Tales from abroad: Miraflor

Nestled within the scenic countryside of Nicaragua, a rustic coffee industry flourishes. (credit: Courtesy of Manasi Patil) Nestled within the scenic countryside of Nicaragua, a rustic coffee industry flourishes. (credit: Courtesy of Manasi Patil)

How many cups of coffee do you drink per semester?

Coffee is a significant part of not only our lives, but also the lives of Nicaraguans — in a very different way, of course. We went on a unique study abroad experience with our floor-mates as a part of the Global Studies Program during the spring break of our first year.
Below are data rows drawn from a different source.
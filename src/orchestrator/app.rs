//! 应用入口 - 编排层
//!
//! ## 职责
//!
//! 1. **应用初始化**：校验配置、创建外部服务客户端
//! 2. **依赖注入**：把客户端交给 `AnalysisFlow`，不使用全局单例
//! 3. **会话管理**：每次分析完成后用新测验替换会话
//! 4. **界面调度**：把结果交给终端测验界面

use std::path::Path;
use std::sync::Arc;

use anyhow::{Context, Result};
use tracing::info;

use crate::clients::{CompletionService, DocumentIntelligenceClient, LlmClient, TextExtractor};
use crate::config::Config;
use crate::models::AnalysisResult;
use crate::orchestrator::quiz_console::QuizConsole;
use crate::services::load_quiz;
use crate::utils::logging::{log_analysis_complete, log_startup};
use crate::workflow::{AnalysisFlow, QuizSession};

/// 应用主结构
pub struct App {
    flow: AnalysisFlow,
    session: QuizSession,
}

impl App {
    /// 用真实的外部服务初始化应用
    pub fn initialize(config: Config) -> Result<Self> {
        config.validate()?;
        log_startup(&config);

        let extractor: Arc<dyn TextExtractor> = Arc::new(DocumentIntelligenceClient::new(&config));
        let llm: Arc<dyn CompletionService> = Arc::new(LlmClient::new(&config));

        Ok(Self::with_services(extractor, llm, &config))
    }

    /// 使用指定的外部服务创建应用
    pub fn with_services(
        extractor: Arc<dyn TextExtractor>,
        llm: Arc<dyn CompletionService>,
        config: &Config,
    ) -> Self {
        Self {
            flow: AnalysisFlow::new(extractor, llm, config),
            session: QuizSession::empty(),
        }
    }

    pub fn session(&self) -> &QuizSession {
        &self.session
    }

    /// 分析文档，并用新测验替换当前会话
    pub async fn analyze(&mut self, file: &Path) -> Result<AnalysisResult> {
        let result = self
            .flow
            .analyze(file)
            .await
            .with_context(|| format!("分析文档失败: {}", file.display()))?;

        log_analysis_complete(&result);
        self.session = QuizSession::new(Arc::new(result.quiz.clone()));

        Ok(result)
    }

    /// 分析文档、打印结果，然后进入测验
    pub async fn run_analyze(&mut self, file: &Path, with_quiz: bool) -> Result<()> {
        let result = self.analyze(file).await?;

        println!("\n=== SUMMARY (EN) ===\n\n{}", result.summary);
        println!("\n=== TRANSLATION (PL) ===\n\n{}", result.translation);
        println!("\nFolder with results: {}", result.output_folder.display());

        if with_quiz {
            self.run_quiz().await?;
        }
        Ok(())
    }

    /// 进入当前会话的终端测验
    pub async fn run_quiz(&mut self) -> Result<()> {
        let mut console = QuizConsole::new(std::mem::take(&mut self.session));
        console.run().await?;
        self.session = console.session().clone();
        Ok(())
    }
}

/// 复习已保存的 quiz.json（不需要外部服务）
pub async fn review_saved_quiz(path: &Path) -> Result<()> {
    let quiz = load_quiz(path).with_context(|| format!("加载测验失败: {}", path.display()))?;
    info!("📋 已加载 {} 道题目: {}", quiz.len(), path.display());

    let mut console = QuizConsole::new(QuizSession::new(Arc::new(quiz)));
    console.run().await
}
Instead of the coffee bean traveling to us, we got to travel to the coffee bean, and since we had the time of our lives there, we want to give you a taste of the flavor of Nicaragua.

Coffee is one of the prime exports of and the means of livelihood in Nicaragua. We not only witnessed this, but also immersed ourselves in the Nicaraguan way of life for a few days. Miraflor is a small village in the north of Nicaragua where we stayed with local families, learning all about their lives and about coffee, which is their life.

The houses in Miraflor were very humble, with a kitchen, a living room, and a guest room. There was no sewage system. To us, this meant that we had to walk for about a hundred meters before we could use the facilities. During the day, this wasn’t too bad — but imagine taking the walk when it is pitch black outside. Yes, it was pitch black, because electricity isn’t supplied to this community. They charged the one light in the house using solar power during the day, and because our hosts were exceedingly hospitable, this light was mounted in the guest rooms during our stay.

That wasn’t the only exception they made for us. There’s nothing like a good meal at the end of a hard day’s work, and our meals in Miraflor were no exception. Naturally, due to their limited means, their daily meals weren’t very elaborate. And although we didn’t work half as hard as our host parents did, we did get a delicious reward for it. Our host mom prepared some fresh tortillas, soup, some plantains, dessert, and of course gallo pinto. Gallo pinto is the staple food of Nicaragua and is a delectable, yet simple, dish of rice and beans. We weren’t tired of it even after eating it for every meal for more than a week.

What touched us most were the people of Nicaragua. Their spirit was inspiring. They were always eager to learn about new things, to cooperate and help each other, and they had a very strong sense of community.

During one of our dinners, our host dad told us that he likes to attend the training sessions that the agricultural university, located four to five hours of travel away, organizes so that he can learn new practices like vermi-compost, the use of solar panels, etc., and does so whenever he can. He proudly gave us a tour of his backyard, explaining in detail how he applies these newly learned organic and eco-friendly practices. Also, even though he and his wife were illiterate and they needed more hands for farm work, they sent all their children to school and college. Now, their children not only have jobs, but also travel internationally. Eventually, our host parents learned to read and write Spanish from their own children. This attitude is rare to come by and impossible to forget.
Over the course of the week, we learned about how coffee is grown and how it is dried, processed, and packaged. We toured the Las Segovias Coffee Mill of PRODECOOP, a cooperative that helps the farmers of Miraflor sell their coffee. This is where we participated in a coffee-cupping session, in which coffee was tasted and smelled for richness, quality, and consistency.

Coffee-cupping is a very specific procedure in which there are three samples of each coffee. More than 10 such different coffees are graded at one time. First one smells all the samples, then adds some hot water to them, carefully sucking it to splash it at the back of the mouth for a burst of taste before spitting it out. What is remarkable is that the professionals grade about 300 different coffees per day — and we thought we drank a lot of coffee.

Cooperatives seem to be commonplace in this country, which relatively recently ended a war. We observed that they always try to work together to help themselves, each other, and the community as a whole. Actually, that is how the coffee farmers can afford to even have their own farmland. Every individual farmer in a cooperative owns a small piece of land. However, in order to be certified as organic or fair and free trade zones, they need to have a minimum area of land, which an individual farmer cannot afford. Hence, they register it under one cooperative and work on each other’s lands to get maximum yield for the cooperative. In Nicaragua, we witnessed that unity is strength.

Our trip to Nicaragua helped us reach out to a bigger world, but it also brought us closer to each other. Now every cup of coffee reminds me of our trip to Nicaragua, about what we learned and experienced there.

Every coffee bean has a story to tell, if you are willing to taste it.